Мало того. Вероятный покупатель предложил мне сотни тысячи иен за то, что я-сохранил ему несколько миллионов. Я, конечно, отказался. Я не верю в искусствоведение ради выгоды.
— Февраль 1989 года, нападение и избиение эстрадного актера в Роппонги…
Мне не хотелось об этом вспоминать. Дело было путаное, полное культурного недопонимания и личных недоразумений. Может, и я был не без греха. Тем не менее…
— … Обвинения сняты, — продолжал Арадзиро, обходя меня кругами. Затем остановился прямо передо мной. — Кажется, вы в нашей стране статистическая несуразность, господин Чака. Три ареста и ни одного обвинения. Видимо, вы счастливчик.
— У меня хороший адвокат, — сказал я.
— Он вам потребуется, — парировал Арадзиро. — Может, вам стоит вызвать его сейчас, пока мы не начали задавать вопросы.
— Он уже здесь, — улыбнулся я.
— Понятно, — сказал Арадзиро, хрустнув пальцами. — Тогда начнем. — Он сел напротив меня и поставил на стол между нами крохотный диктофон «Сони». — Вы знаете человека по имени Аки Рокахара?
— Вряд ли.
— А должны, — сказал он. — Несколько дней назад вы сломали ему нос и украли его мотоцикл. — Он сердито уставился на меня, ожидая, пока до меня дойдет обвинение.
Ах, этот Аки Рокахара. Я чуть не улыбнулся. Я не знал, почему меня забрали, и решил, что не обошлось без якудза. Хуже того, я испугался, что это связано с Человеком в Шляпе. Ну ладно — и что же мне сказать? Что пришлось реквизировать у Аки тачку, чтобы оторваться от подозрительного личного водителя и тайно встретиться с главарем Ямагама-гуми?

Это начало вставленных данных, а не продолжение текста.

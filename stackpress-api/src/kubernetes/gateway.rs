//! Cluster gateway
//!
//! The narrow create/get surface the provisioning pipeline needs from the
//! control plane. Production code talks to a real API server through
//! [`KubeGateway`]; tests substitute an in-memory implementation.

use std::sync::Arc;

use async_trait::async_trait;
use k8s_openapi::api::apps::v1::Deployment;
use k8s_openapi::api::core::v1::{
    Namespace, PersistentVolume, PersistentVolumeClaim, Secret, Service,
};
use kube::api::{Api, PostParams};

use super::client::K8sClient;
use super::error::{K8sError, K8sResult};

/// Replica counts reported by a workload
#[derive(Debug, Clone, Copy, Default, PartialEq, Eq)]
pub struct WorkloadStatus {
    pub replicas: i32,
    pub ready_replicas: i32,
}

impl WorkloadStatus {
    /// A workload is ready once at least one replica reports healthy
    pub fn is_ready(&self) -> bool {
        self.ready_replicas >= 1
    }
}

/// Create/get operations against the control plane
///
/// Every method fails with [`K8sError`]; lookups report a missing object as
/// [`K8sError::NotFound`] so it can be told apart from transport errors.
#[async_trait]
pub trait ClusterGateway: Send + Sync {
    async fn get_namespace(&self, name: &str) -> K8sResult<()>;

    async fn create_namespace(&self, namespace: &Namespace) -> K8sResult<()>;

    async fn create_volume(&self, volume: &PersistentVolume) -> K8sResult<()>;

    async fn create_volume_claim(
        &self,
        namespace: &str,
        claim: &PersistentVolumeClaim,
    ) -> K8sResult<()>;

    async fn create_credential_store(&self, namespace: &str, secret: &Secret) -> K8sResult<()>;

    async fn create_workload(&self, namespace: &str, deployment: &Deployment) -> K8sResult<()>;

    async fn create_network_endpoint(&self, namespace: &str, service: &Service) -> K8sResult<()>;

    async fn get_workload_status(&self, namespace: &str, name: &str)
        -> K8sResult<WorkloadStatus>;
}

/// Produces a gateway for one request's cluster credentials
#[async_trait]
pub trait GatewayConnector: Send + Sync {
    async fn connect(&self, kubeconfig: Option<&str>) -> K8sResult<Arc<dyn ClusterGateway>>;
}

/// Connector that builds a kube-rs client per request
#[derive(Debug, Default, Clone)]
pub struct KubeConnector;

#[async_trait]
impl GatewayConnector for KubeConnector {
    async fn connect(&self, kubeconfig: Option<&str>) -> K8sResult<Arc<dyn ClusterGateway>> {
        let client = K8sClient::connect(kubeconfig).await?;
        tracing::info!(api_server = %client.api_server(), "Kubernetes client initialized");
        Ok(Arc::new(KubeGateway::new(client)))
    }
}

/// [`ClusterGateway`] backed by a live API server
#[derive(Debug, Clone)]
pub struct KubeGateway {
    client: K8sClient,
}

impl KubeGateway {
    pub fn new(client: K8sClient) -> Self {
        Self { client }
    }

    fn cluster_api<K>(&self) -> Api<K>
    where
        K: kube::Resource<Scope = k8s_openapi::ClusterResourceScope>,
        <K as kube::Resource>::DynamicType: Default,
    {
        Api::all(self.client.inner().clone())
    }

    fn namespaced_api<K>(&self, namespace: &str) -> Api<K>
    where
        K: kube::Resource<Scope = k8s_openapi::NamespaceResourceScope>,
        <K as kube::Resource>::DynamicType: Default,
    {
        Api::namespaced(self.client.inner().clone(), namespace)
    }
}

#[async_trait]
impl ClusterGateway for KubeGateway {
    async fn get_namespace(&self, name: &str) -> K8sResult<()> {
        let namespaces: Api<Namespace> = self.cluster_api();
        namespaces
            .get(name)
            .await
            .map_err(|e| K8sError::from_lookup(e, "Namespace", name))?;
        Ok(())
    }

    async fn create_namespace(&self, namespace: &Namespace) -> K8sResult<()> {
        let namespaces: Api<Namespace> = self.cluster_api();
        namespaces.create(&PostParams::default(), namespace).await?;
        Ok(())
    }

    async fn create_volume(&self, volume: &PersistentVolume) -> K8sResult<()> {
        let pvs: Api<PersistentVolume> = self.cluster_api();
        pvs.create(&PostParams::default(), volume).await?;
        Ok(())
    }

    async fn create_volume_claim(
        &self,
        namespace: &str,
        claim: &PersistentVolumeClaim,
    ) -> K8sResult<()> {
        let pvcs: Api<PersistentVolumeClaim> = self.namespaced_api(namespace);
        pvcs.create(&PostParams::default(), claim).await?;
        Ok(())
    }

    async fn create_credential_store(&self, namespace: &str, secret: &Secret) -> K8sResult<()> {
        let secrets: Api<Secret> = self.namespaced_api(namespace);
        secrets.create(&PostParams::default(), secret).await?;
        Ok(())
    }

    async fn create_workload(&self, namespace: &str, deployment: &Deployment) -> K8sResult<()> {
        let deployments: Api<Deployment> = self.namespaced_api(namespace);
        deployments.create(&PostParams::default(), deployment).await?;
        Ok(())
    }

    async fn create_network_endpoint(&self, namespace: &str, service: &Service) -> K8sResult<()> {
        let services: Api<Service> = self.namespaced_api(namespace);
        services.create(&PostParams::default(), service).await?;
        Ok(())
    }

    async fn get_workload_status(
        &self,
        namespace: &str,
        name: &str,
    ) -> K8sResult<WorkloadStatus> {
        let deployments: Api<Deployment> = self.namespaced_api(namespace);
        let deployment = deployments
            .get(name)
            .await
            .map_err(|e| K8sError::from_lookup(e, "Deployment", name))?;

        let status = deployment.status.unwrap_or_default();
        Ok(WorkloadStatus {
            replicas: status.replicas.unwrap_or(0),
            ready_replicas: status.ready_replicas.unwrap_or(0),
        })
    }
}

#[cfg(test)]
mod tests {
    use super::*;

    #[test]
    fn test_workload_ready_needs_one_replica() {
        assert!(!WorkloadStatus::default().is_ready());
        assert!(!WorkloadStatus { replicas: 1, ready_replicas: 0 }.is_ready());
        assert!(WorkloadStatus { replicas: 1, ready_replicas: 1 }.is_ready());
        assert!(WorkloadStatus { replicas: 3, ready_replicas: 2 }.is_ready());
    }
}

— Так вы его знаете? — спросил Арадзиро.
— Я бы не сказал, что я его прямо-таки знаю…
— Но вы напали на него и украли его машину.
— Ну… да, но… — Я лихорадочно прикидывал, чего бы соврать, но ничего подходящего не находил.
— Такое поведение считается нормальным в Америке? Избить и ограбить незнакомца? — ядовито осведомился Арадзиро.
— Прошу меня извинить. Как правило, я очень сдержан, довольствуюсь отражением событий для своего скромного журнала и положением вежливого гостя вашей прекрасной…
— Кончай туфту гнать, — разозлился Арадзиро.
— Но я же вернул мотоцикл, — робко напомнил я.
— О да, мы знаем. Мы всё знаем. Эта идиотка, мамаша Аки, отказалась поддержать обвинения. Она считает, что вы просветленный человек. Что благодаря вам ее сын изменился. Он теперь клянется, что будет опять ходить в школу, перестанет общаться с дурными компаниями и все такое. Но это не надолго.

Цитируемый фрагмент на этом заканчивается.